Therefore, a manager, not being able to exercise this virtue of kindness in such a way that it is recognized, except to his cost, if he is wise he ought not to fear the reputation of being mean, for in time he will come to be more considered if he were thought of as kind.
CONCERNING THE WAY IN WHICH MANAGERS SHOULD VIEW CORPORATE LAW
Every one admits how praiseworthy it is in a manager to follow legal guidelines, and to live with integrity and not with skill. Nevertheless our experience has been that those managers who have done great things have followed the law to little account, and have known how to circumvent the intellect of men by skill, and in the end have overcome those who have relied on their word. You mush know that there are two ways of increasing dominion the one by the law, the other by force. If men were entirely good this precept would not hold, but because they are bad, and will not work according to the law with you, you too are not bound to work with integrity with them.
But it is necessary to know well how to disguise this characteristic, and to be a great pretender and dissembler; and men are so simple, and so subject to present necessities, that he who seeks to deceive will always find someone who will allow himself to be deceived.
THAT ONE SHOULD AVOID BEING DESPISED AND HATED
The manager must consider, as has been in part said before, how to avoid those things which will make him hated or contemptible; and as often as he shall have succeeded he will have fulfilled his part, and he need not fear any danger in other reproaches.
That manager is highly esteemed who conveys this impression of himself, and he who is highly esteemed is not easily conspired against; for, provided it is well known that he is an excellent man and revered by his staff, he can only be attacked with difficulty. For this reason a manager ought to have two fears, one from within, on account of his staff, the other from without, on account of external powers. From the latter he is defended by having strong sanctions for violating cross-departmental policies and having good allies, and if he has strong sanctions he will have good friends, and affairs will always remain quiet within when they are quiet without, unless they should have been already disturbed by conspiracy; and even should affairs outside be disturbed, if he has carried out his preparations and has lived as I have said, as long as he does not despair, he will resist every attack. I consider that a manager ought to reckon conspiracies of little account when his staff hold him in esteem; but when it is hostile to him, and bears hatred towards him, he ought to fear everything and everybody.
ARE BURDENSOME CROSS-DEPARTMENTAL PROCEDURES, AND MANY OTHER THINGS TO WHICH MANAGERS OFTEN RESORT, ADVANTAGEOUS OR HURTFUL?
Some managers, so as to hold securely their department, have removed all decision-making powers from their staff; others have kept their teams distracted by in-fighting; others have fostered enmities against themselves; others have laid themselves out to gain over those whom they distrusted when they first became managers; some have built burdensome cross-departmental procedures; some have ignored and bypassed other's procedures. And although one cannot give a final judgment on all of these things unless one possesses the particulars of those departments in which a decision has to be made, nevertheless I will speak as comprehensively as the matter of itself will admit.

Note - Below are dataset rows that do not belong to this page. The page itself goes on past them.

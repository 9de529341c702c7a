use crate::{
    error::ContextError,
    fonts::{FontId, FontRegistry},
};

/// An RGB color with 8 bits per component.
#[derive(Clone, Copy, Debug, PartialEq, Eq, Hash)]
pub struct Color {
    pub red: u8,
    pub green: u8,
    pub blue: u8,
}

impl Color {
    pub const fn from_rgb(red: u8, green: u8, blue: u8) -> Self {
        Color { red, green, blue }
    }

    /// Parses a `#RRGGBB` literal, the leading `#` is optional.
    pub fn from_hex(literal: &str) -> Result<Color, ContextError> {
        let digits = literal.trim().trim_start_matches('#');
        let component = |range: std::ops::Range<usize>| {
            digits
                .get(range)
                .and_then(|component| u8::from_str_radix(component, 16).ok())
        };
        match (digits.len(), component(0..2), component(2..4), component(4..6)) {
            (6, Some(red), Some(green), Some(blue)) => Ok(Color::from_rgb(red, green, blue)),
            _ => Err(ContextError::content(format!(
                "The color {:?} is not a #RRGGBB literal",
                literal
            ))),
        }
    }

    /// The components scaled to the unit interval, as expected by the `rg` and `RG` operators.
    pub fn to_pdf_components(self) -> [f32; 3] {
        [
            self.red as f32 / 255.0,
            self.green as f32 / 255.0,
            self.blue as f32 / 255.0,
        ]
    }
}

pub const MANDARIN: Color = Color::from_rgb(0xE8, 0x5D, 0x04);
pub const COD_GRAY: Color = Color::from_rgb(0x1A, 0x1A, 0x1A);
pub const BODY_TEXT: Color = Color::from_rgb(0x33, 0x33, 0x33);
pub const LIGHT_TEXT: Color = Color::from_rgb(0x55, 0x55, 0x55);
pub const BORDER_COLOR: Color = Color::from_rgb(0xE0, 0xE0, 0xE0);
pub const LIGHT_BG: Color = Color::from_rgb(0xF8, 0xF8, 0xF8);
pub const SECTION_BG: Color = Color::from_rgb(0xFF, 0xF5, 0xEE);
pub const WHITE: Color = Color::from_rgb(0xFF, 0xFF, 0xFF);
pub const BLACK: Color = Color::from_rgb(0x00, 0x00, 0x00);

#[derive(Clone, Copy, Debug, PartialEq, Eq)]
pub enum Alignment {
    Left,
    Center,
    Right,
    Justify,
}

/// The writing system of a guide, with the face used for its text when it isn't Latin.
#[derive(Clone, Copy, Debug, PartialEq, Eq)]
pub enum Script {
    Latin,
    Cjk(FontId),
}

/// The faces used for plain and `<b>` runs of a paragraph.
#[derive(Clone, Copy, Debug, PartialEq, Eq)]
pub struct FontFamily {
    pub regular: FontId,
    pub bold: FontId,
}

impl FontFamily {
    /// A family whose bold runs use the same face, CJK faces get a simulated bold instead.
    pub fn single(font_id: FontId) -> Self {
        FontFamily {
            regular: font_id,
            bold: font_id,
        }
    }

    pub fn select(&self, bold: bool) -> FontId {
        if bold {
            self.bold
        } else {
            self.regular
        }
    }
}

/// A fully specified paragraph style.
#[derive(Clone, Debug, PartialEq)]
pub struct StyleSpec {
    pub name: String,
    pub font: FontFamily,
    pub font_size: f32,
    pub leading: f32,
    pub color: Color,
    pub alignment: Alignment,
    pub space_before: f32,
    pub space_after: f32,
    pub left_indent: f32,
}

impl StyleSpec {
    /// A style with the defaults of a plain paragraph: size 10 on 12, black, left aligned.
    fn base(name: &str, font: FontFamily) -> Self {
        StyleSpec {
            name: name.to_string(),
            font,
            font_size: 10.0,
            leading: 12.0,
            color: BLACK,
            alignment: Alignment::Left,
            space_before: 0.0,
            space_after: 0.0,
            left_indent: 0.0,
        }
    }

    /// Derives a variant which inherits every field and overrides the ones set by the closure.
    pub fn derive<F>(&self, name: &str, overrides: F) -> StyleSpec
    where
        F: FnOnce(&mut StyleSpec),
    {
        let mut variant = self.clone();
        variant.name = name.to_string();
        overrides(&mut variant);
        variant
    }
}

/// The names of the styles a guide is typeset with.
#[derive(Clone, Copy, Debug, PartialEq, Eq, Hash)]
pub enum StyleName {
    Heading1,
    Heading2,
    Heading3,
    Body,
    Bullet,
    TipText,
    WarnText,
    InfoText,
    TocItem,
    TocNumber,
    StepNumber,
    StepTitle,
    StepDescription,
    BoxText,
    Final,
}

/// The faces of the string cells of the data tables.
#[derive(Clone, Copy, Debug, PartialEq, Eq)]
pub struct TableFonts {
    pub header: FontId,
    pub body: FontId,
    /// Used by the highlighted first column of some tables.
    pub emphasis: FontId,
}

/// The fixed set of styles of one document, created once and never mutated.
#[derive(Clone, Debug)]
pub struct StyleRegistry {
    pub script: Script,
    pub table_fonts: TableFonts,
    heading_1: StyleSpec,
    heading_2: StyleSpec,
    heading_3: StyleSpec,
    body: StyleSpec,
    bullet: StyleSpec,
    tip_text: StyleSpec,
    warn_text: StyleSpec,
    info_text: StyleSpec,
    toc_item: StyleSpec,
    toc_number: StyleSpec,
    step_number: StyleSpec,
    step_title: StyleSpec,
    step_description: StyleSpec,
    box_text: StyleSpec,
    final_text: StyleSpec,
}

impl StyleRegistry {
    pub fn new(fonts: &FontRegistry, script: Script) -> Result<Self, ContextError> {
        let helvetica = fonts.lookup("Helvetica")?;
        let helvetica_bold = fonts.lookup("Helvetica-Bold")?;
        let latin = FontFamily {
            regular: helvetica,
            bold: helvetica_bold,
        };
        let latin_bold = FontFamily::single(helvetica_bold);

        // Leadings differ between the scripts: h1 h2 h3 body tip toc step_title step_desc
        let (text, heading, leadings, table_fonts) = match script {
            Script::Latin => (
                latin,
                latin_bold,
                [28.0, 22.0, 18.0, 15.0, 14.0, 18.0, 15.0, 13.0],
                TableFonts {
                    header: helvetica_bold,
                    body: helvetica,
                    emphasis: helvetica_bold,
                },
            ),
            Script::Cjk(cjk) => (
                FontFamily::single(cjk),
                FontFamily::single(cjk),
                [30.0, 24.0, 20.0, 17.0, 16.0, 20.0, 17.0, 15.0],
                TableFonts {
                    header: cjk,
                    body: cjk,
                    emphasis: cjk,
                },
            ),
        };
        let [h1_leading, h2_leading, h3_leading, body_leading, tip_leading, toc_leading, title_leading, description_leading] =
            leadings;

        let heading_1 = StyleSpec {
            font_size: 22.0,
            leading: h1_leading,
            color: MANDARIN,
            space_before: 20.0,
            space_after: 12.0,
            ..StyleSpec::base("h1", heading)
        };
        let heading_2 = StyleSpec {
            font_size: 16.0,
            leading: h2_leading,
            color: COD_GRAY,
            space_before: 16.0,
            space_after: 8.0,
            ..StyleSpec::base("h2", heading)
        };
        let heading_3 = StyleSpec {
            font_size: 13.0,
            leading: h3_leading,
            color: BODY_TEXT,
            space_before: 12.0,
            space_after: 6.0,
            ..StyleSpec::base("h3", heading)
        };
        let body = StyleSpec {
            font_size: 10.5,
            leading: body_leading,
            color: BODY_TEXT,
            alignment: Alignment::Justify,
            space_before: 4.0,
            space_after: 6.0,
            ..StyleSpec::base("body", text)
        };
        let tip_text = StyleSpec {
            font_size: 10.0,
            leading: tip_leading,
            color: Color::from_rgb(0x1B, 0x5E, 0x20),
            space_before: 2.0,
            space_after: 2.0,
            ..StyleSpec::base("tip_text", text)
        };
        let warn_text = tip_text.derive("warn_text", |spec| {
            spec.color = Color::from_rgb(0xB4, 0x53, 0x09)
        });
        let info_text = tip_text.derive("info_text", |spec| {
            spec.color = Color::from_rgb(0x0D, 0x47, 0xA1)
        });
        let toc_item = StyleSpec {
            font_size: 12.0,
            leading: toc_leading,
            color: COD_GRAY,
            space_before: 6.0,
            space_after: 6.0,
            left_indent: 10.0,
            ..StyleSpec::base("toc_item", text)
        };
        let toc_number = toc_item.derive("toc_num", |spec| spec.color = MANDARIN);
        let step_number = StyleSpec {
            font_size: 11.0,
            color: WHITE,
            alignment: Alignment::Center,
            ..StyleSpec::base("step_num", latin_bold)
        };
        let step_title = StyleSpec {
            font_size: 11.0,
            leading: title_leading,
            color: COD_GRAY,
            ..StyleSpec::base("step_title", heading)
        };
        let step_description = StyleSpec {
            font_size: 9.5,
            leading: description_leading,
            color: LIGHT_TEXT,
            ..StyleSpec::base("step_desc", text)
        };
        let bullet = body.derive("list", |spec| spec.left_indent = 15.0);
        let box_text = body.derive("box_text", |spec| spec.font_size = 10.0);
        let final_text = body.derive("final", |spec| {
            spec.alignment = Alignment::Center;
            spec.font_size = 11.0;
        });

        Ok(StyleRegistry {
            script,
            table_fonts,
            heading_1,
            heading_2,
            heading_3,
            body,
            bullet,
            tip_text,
            warn_text,
            info_text,
            toc_item,
            toc_number,
            step_number,
            step_title,
            step_description,
            box_text,
            final_text,
        })
    }

    pub fn get(&self, name: StyleName) -> &StyleSpec {
        match name {
            StyleName::Heading1 => &self.heading_1,
            StyleName::Heading2 => &self.heading_2,
            StyleName::Heading3 => &self.heading_3,
            StyleName::Body => &self.body,
            StyleName::Bullet => &self.bullet,
            StyleName::TipText => &self.tip_text,
            StyleName::WarnText => &self.warn_text,
            StyleName::InfoText => &self.info_text,
            StyleName::TocItem => &self.toc_item,
            StyleName::TocNumber => &self.toc_number,
            StyleName::StepNumber => &self.step_number,
            StyleName::StepTitle => &self.step_title,
            StyleName::StepDescription => &self.step_description,
            StyleName::BoxText => &self.box_text,
            StyleName::Final => &self.final_text,
        }
    }

    /// The style of a heading level, levels past 3 do not exist in the guides.
    pub fn heading(&self, level: u8) -> Result<&StyleSpec, ContextError> {
        match level {
            1 => Ok(&self.heading_1),
            2 => Ok(&self.heading_2),
            3 => Ok(&self.heading_3),
            _ => Err(ContextError::content(format!(
                "The heading level {} is not supported",
                level
            ))),
        }
    }
}

#[cfg(test)]
mod tests {
    use super::*;
    use crate::fonts::CjkFontSource;

    #[test]
    fn hex_literals_are_parsed() {
        assert_eq!(Color::from_hex("#E85D04").unwrap(), MANDARIN);
        assert_eq!(Color::from_hex("fff5ee").unwrap(), SECTION_BG);
        assert!(Color::from_hex("#FFB30").is_err());
        assert!(Color::from_hex("#GGGGGG").is_err());
        assert!(Color::from_hex("#E85D04AA").is_err());
    }

    #[test]
    fn derived_styles_inherit_every_other_field() {
        let fonts = FontRegistry::new();
        let styles = StyleRegistry::new(&fonts, Script::Latin).unwrap();
        let body = styles.get(StyleName::Body);
        let final_text = styles.get(StyleName::Final);

        assert_eq!(final_text.name, "final");
        assert_eq!(final_text.alignment, Alignment::Center);
        assert_eq!(final_text.font_size, 11.0);
        assert_eq!(final_text.leading, body.leading);
        assert_eq!(final_text.color, body.color);
        assert_eq!(final_text.space_after, body.space_after);
        assert_eq!(styles.get(StyleName::Bullet).left_indent, 15.0);
    }

    #[test]
    fn latin_headings_use_the_bold_face() {
        let fonts = FontRegistry::new();
        let styles = StyleRegistry::new(&fonts, Script::Latin).unwrap();
        let heading = styles.get(StyleName::Heading1);

        assert_eq!(heading.font.regular, fonts.lookup("Helvetica-Bold").unwrap());
        assert_eq!(heading.font_size, 22.0);
        assert_eq!(heading.leading, 28.0);
        assert_eq!(heading.color, MANDARIN);
        assert_eq!(
            styles.get(StyleName::Body).font.bold,
            fonts.lookup("Helvetica-Bold").unwrap()
        );
    }

    #[test]
    fn cjk_styles_use_the_cjk_face_and_taller_leadings() {
        let mut fonts = FontRegistry::new();
        let cjk = fonts.register_cjk(&CjkFontSource::default()).unwrap();
        let styles = StyleRegistry::new(&fonts, Script::Cjk(cjk)).unwrap();

        assert_eq!(styles.get(StyleName::Heading1).font, FontFamily::single(cjk));
        assert_eq!(styles.get(StyleName::Heading1).leading, 30.0);
        assert_eq!(styles.get(StyleName::Body).leading, 17.0);
        assert_eq!(styles.get(StyleName::TocItem).leading, 20.0);
        assert_eq!(styles.table_fonts.header, cjk);
        // The step badge shows digits only and keeps the Latin face
        assert_eq!(
            styles.get(StyleName::StepNumber).font.regular,
            fonts.lookup("Helvetica-Bold").unwrap()
        );
    }

    #[test]
    fn heading_levels_past_three_are_rejected() {
        let fonts = FontRegistry::new();
        let styles = StyleRegistry::new(&fonts, Script::Latin).unwrap();

        assert!(styles.heading(3).is_ok());
        assert!(styles.heading(4).is_err());
    }
}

There never was a new manager who has taken away decision-making powers from his staff; rather when he has found them without the power to make decisions he has always granted this to them, because, by allowing them to make decisions, those decisions become yours, those men who were distrusted become faithful, and those who were faithful are kept so, and your
staff become your adherents.
Our predecessors, and those who were reckoned wise, were accustomed to say that it was necessary to foster quarrels in some of their teams so as to keep possession of them the more easily. This may have been well enough in those times when the company was in a way balanced, but I do not believe that it can be accepted as a precept for to-day, because I do not believe that factions can ever be of use; rather it is certain that when the enemy comes upon you in divided teams you are quickly lost, because the weakest party will always assist the outside forces and the other will not be able to resist.

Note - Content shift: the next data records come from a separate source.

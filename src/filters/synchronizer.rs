use super::query_string::QueryStringLayer;
use crate::resource::ViewContext;
use panel_framework::{EventBus, PanelError, PanelEvent, Params, StateStore};
use serde_json::{json, Value};
use std::sync::atomic::{AtomicBool, Ordering};
use std::sync::{Arc, Mutex, PoisonError};
use tokio::task::JoinHandle;
use tracing::{debug, info, instrument};

/// Keeps a view's filter definitions, the store's encoded filters and the
/// URL query string converged.
///
/// The encoded filter string is opaque here: it is read from the store,
/// compared and forwarded, never parsed. Once loaded, changes the store pushes
/// for it are announced without waiting for a method call here.
pub struct FilterStateSynchronizer {
    view: ViewContext,
    store: Arc<dyn StateStore>,
    query_string: Arc<dyn QueryStringLayer>,
    events: EventBus,
    initial_encoded_filters: Option<String>,
    /// Held for the whole load so concurrent callers load once.
    loading: tokio::sync::Mutex<()>,
    filter_has_loaded: AtomicBool,
    filter_is_active: AtomicBool,
    last_encoded: Arc<Mutex<String>>,
    watcher: Mutex<Option<JoinHandle<()>>>,
}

It has been a custom with managers, in order to hold their departments more securely, to build over-burdensome cross-departmental policies and procedures that may serve as a bridle and bit to those who might desire to use their resources, and as a place of refuge from a first attack. I praise this system because it has been made use of formerly.
However the best possible policy is--not to be hated by the staff, because, although you may successful in enforcing these over-burdensome policies, yet they will not save you if the staff hate you, for there will never be wanting other managers to assist staff who have complained against you.
All these things considered then, I shall praise him who builds over-burdensome policies as well as him who does not, and I shall blame whoever, trusting in them, cares little about being hated by the people.
HOW A MANAGER SHOULD CONDUCT HIMSELF SO AS TO GAIN RENOWN
Nothing makes a manager so much esteemed as great enterprises and setting a fine example. And a manager ought, above all things, always endeavour in every action to gain for himself the reputation of being a great and remarkable man.
A manager is also respected when he is either a true friend or a downright enemy, that is to say, when, without any reservation, he declares himself in favour of one party against the other; which course will always be more advantageous than standing neutral; because if two of your powerful peers are at odds on some topic, they are of such a character that, if one of them wins, you have either to fear him or not. In either case it will always be more advantageous for you to declare yourself and to make sides strenuously; because, in the first case, if you do not declare yourself, you will invariably fall a prey to the winner, to the pleasure and satisfaction of him who has lost, and you will have no reasons to offer, nor anything to protect or to shelter you. Because he who wins does not want doubtful friends who will not aid him in the time of trial; and he who loses will not harbour you because you did not willingly court his fate.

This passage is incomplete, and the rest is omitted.